Um Klarheit über Verantwortlichkeiten zu schaffen, lohnt es sich, bereits im Vertrag die Pflichten aller Beteiligten detailliert festzuhalten. Eine Pflichten- und Verantwortlichkeitsmatrix kann helfen, Zuständigkeiten zu definieren:

  • KI-Entwickler/Tool-Anbieter: Ist ein externer KI-Dienst im Spiel, sollte vertraglich festgehalten werden, dass der Entwickler für die grundlegende Funktionalität, Qualität und Sicherheit der Software einstehen muss. Zumindest sollte der Agentur vom Anbieter eine Gewährleistung für die zugesicherten Eigenschaften der KI-Software eingeräumt werden.
  • Agentur: Die Agentur trägt Verantwortung für die korrekte Anwendung des KI-Tools und die Überprüfung der Ergebnisse. Vertraglich kann festgelegt werden, dass die Agentur verpflichtet ist, jeden KI-Output manuell zu prüfen und freizugeben (Stichwort: „human in the loop“), bevor er an den Kunden geht. Auch eine Pflicht zur Schulung der Mitarbeiter im Umgang mit der KI kann hier verankert sein.
  • Kunde: Der Auftraggeber sollte seinerseits verantwortlich sein für die Endfreigabe und Nutzung der gelieferten Inhalte. Beispielsweise kann vereinbart werden, dass der Kunde die finalen Texte/Bilder selbst nochmal prüft, bevor er sie veröffentlicht. So teilt sich die Verantwortung, und die Agentur steht nicht allein im Feuer.

Weitere wichtige vertragliche Absicherungen sind:

  • Haftungsbegrenzung: Im Vertrag sollten klare Haftungsgrenzen definiert werden. Etwa kann die Haftung der Agentur für leichte Fahrlässigkeit ausgeschlossen oder der Höhe nach (z. B. auf das Auftragsvolumen) begrenzt werden. Ebenfalls üblich sind Freistellungsklauseln, wonach der Kunde die Agentur von bestimmten Ansprüchen Dritter freistellt, sofern die Agentur nicht grob fahrlässig gehandelt hat. Solche Klauseln müssen sorgfältig formuliert sein, um im Ernstfall wirksam zu sein.
  • Audit- und Dokumentationspflichten: Es empfiehlt sich, vertraglich festzuhalten, dass die Prozesse beim KI-Einsatz nachvollziehbar bleiben. Die Agentur sollte zusichern, Eingaben, Ergebnisse und manuelle Überprüfungen zu dokumentieren. Im Streitfall kann diese Dokumentation zeigen, dass die Agentur alle Sorgfaltspflichten erfüllt hat. Gegebenenfalls kann der Kunde auch ein Auditrecht erhalten, um die KI-Anwendung der Agentur prüfen zu dürfen.
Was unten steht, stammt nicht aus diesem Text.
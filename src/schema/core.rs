use super::coerce::coerce;
use super::sanitize::strip_internal_ids;
use crate::error::{PublishError, ValidationError, ValidationKind};
use crate::spec::ParameterMeta;
use jsonschema::{Draft, Validator};
use serde_json::{json, Map, Value};
use std::sync::Arc;
use tracing::debug;

/// Parameter schema keywords carried over into the synthesized object schema
const PARAMETER_KEYWORDS: [&str; 10] = [
    "format",
    "enum",
    "const",
    "pattern",
    "minLength",
    "maxLength",
    "minimum",
    "maximum",
    "exclusiveMinimum",
    "exclusiveMaximum",
];

/// A compiled schema for one validation stage of one channel.
///
/// Compiled once at load time; `validate` is a pure function of its input.
/// A stage without a declared schema accepts everything.
#[derive(Clone)]
pub struct SchemaValidator {
    kind: ValidationKind,
    schema: Option<Value>,
    compiled: Option<Arc<Validator>>,
    coerce_types: bool,
}

impl std::fmt::Debug for SchemaValidator {
    fn fmt(&self, f: &mut std::fmt::Formatter<'_>) -> std::fmt::Result {
        f.debug_struct("SchemaValidator")
            .field("kind", &self.kind)
            .field("schema", &self.schema)
            .field("coerce_types", &self.coerce_types)
            .finish()
    }
}

/// Object schema requiring every declared parameter.
///
/// Each property keeps the declared `type` and the constraint keywords in
/// [`PARAMETER_KEYWORDS`]; unknown topic parameters are rejected.
#[must_use]
pub fn params_schema(parameters: &[ParameterMeta]) -> Value {
    let mut properties = Map::new();
    let mut required = Vec::with_capacity(parameters.len());

    for param in parameters {
        let mut prop = Map::new();
        if let Some(Value::Object(declared)) = &param.schema {
            if let Some(ty) = declared.get("type") {
                prop.insert("type".to_string(), ty.clone());
            }
            for keyword in PARAMETER_KEYWORDS {
                if let Some(v) = declared.get(keyword) {
                    prop.insert(keyword.to_string(), v.clone());
                }
            }
        }
        properties.insert(param.name.clone(), Value::Object(prop));
        required.push(Value::String(param.name.clone()));
    }

    json!({
        "type": "object",
        "additionalProperties": false,
        "properties": properties,
        "required": required,
    })
}

impl SchemaValidator {
    /// Compile a schema for `kind`.
    ///
    /// Formats are asserted. With `coerce_types`, values are converted to the
    /// declared types before validation (see [`super::coerce`]).
    pub fn compile(
        kind: ValidationKind,
        schema: Option<Value>,
        coerce_types: bool,
    ) -> Result<Self, String> {
        let compiled = match &schema {
            Some(schema) => Some(Arc::new(
                jsonschema::options()
                    .with_draft(Draft::Draft7)
                    .should_validate_formats(true)
                    .build(schema)
                    .map_err(|e| e.to_string())?,
            )),
            None => None,
        };
        Ok(Self {
            kind,
            schema,
            compiled,
            coerce_types,
        })
    }

    /// Parameter validator with coercion, synthesized from declared parameters
    pub fn compile_params(
        channel: &str,
        parameters: &[ParameterMeta],
    ) -> Result<Self, PublishError> {
        let schema = params_schema(parameters);
        debug!(channel = %channel, schema = %schema, "Compiling parameter schema");
        Self::compile(ValidationKind::ParamsInvalid, Some(schema), true)
            .map_err(|reason| schema_error(channel, ValidationKind::ParamsInvalid, reason))
    }

    /// Header validator; `x-parser-*` identifiers are stripped first
    pub fn compile_headers(channel: &str, schema: Option<&Value>) -> Result<Self, PublishError> {
        let schema = schema.map(|s| {
            let mut s = s.clone();
            strip_internal_ids(&mut s);
            s
        });
        Self::compile(ValidationKind::HeaderInvalid, schema, false)
            .map_err(|reason| schema_error(channel, ValidationKind::HeaderInvalid, reason))
    }

    pub fn compile_body(channel: &str, schema: Option<&Value>) -> Result<Self, PublishError> {
        Self::compile(ValidationKind::BodyInvalid, schema.cloned(), false)
            .map_err(|reason| schema_error(channel, ValidationKind::BodyInvalid, reason))
    }

    #[must_use]
    pub fn kind(&self) -> ValidationKind {
        self.kind
    }

    /// The schema as compiled (after synthesis or sanitizing), if any
    #[must_use]
    pub fn schema(&self) -> Option<&Value> {
        self.schema.as_ref()
    }

    /// Validate `instance`, reporting only the first failing constraint
    pub fn validate(&self, instance: &Value) -> Result<(), ValidationError> {
        let Some(compiled) = &self.compiled else {
            return Ok(());
        };
        match compiled.iter_errors(instance).next() {
            None => Ok(()),
            Some(err) => {
                let schema_path = format!("#{}", err.schema_path);
                let details = json!({
                    "instancePath": err.instance_path.to_string(),
                    "schemaPath": schema_path,
                    "keyword": format!("{:?}", err.kind),
                    "instance": err.instance.clone().into_owned(),
                });
                Err(ValidationError::new(
                    self.kind,
                    schema_path.clone(),
                    format!("{} validation error on {}: {}", self.kind.label(), schema_path, err),
                    details,
                ))
            }
        }
    }

    /// Coerce (when enabled) and validate, returning the value that passed
    pub fn coerce_and_validate(&self, mut instance: Value) -> Result<Value, ValidationError> {
        if self.coerce_types {
            if let Some(schema) = &self.schema {
                coerce(&mut instance, schema);
            }
        }
        self.validate(&instance)?;
        Ok(instance)
    }
}

fn schema_error(channel: &str, kind: ValidationKind, reason: String) -> PublishError {
    PublishError::InvalidSchema {
        channel: channel.to_string(),
        kind,
        reason,
    }
}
Praxisbeispiel – Fehlende menschliche Prüfung

Ein Blick in die Praxis verdeutlicht die Risiken: Eine Marketing-Agentur ließ eine Anzeigenkampagne vollautomatisch von einer KI-Plattform generieren und aussteuern. Was zunächst effizient klang, wurde zum Problem, als sich herausstellte, dass einige der generierten Anzeigen diskriminierende Stereotype enthielten. Der Kunde, ein großes Unternehmen, war bloßgestellt und erlitt einen erheblichen Reputationsschaden.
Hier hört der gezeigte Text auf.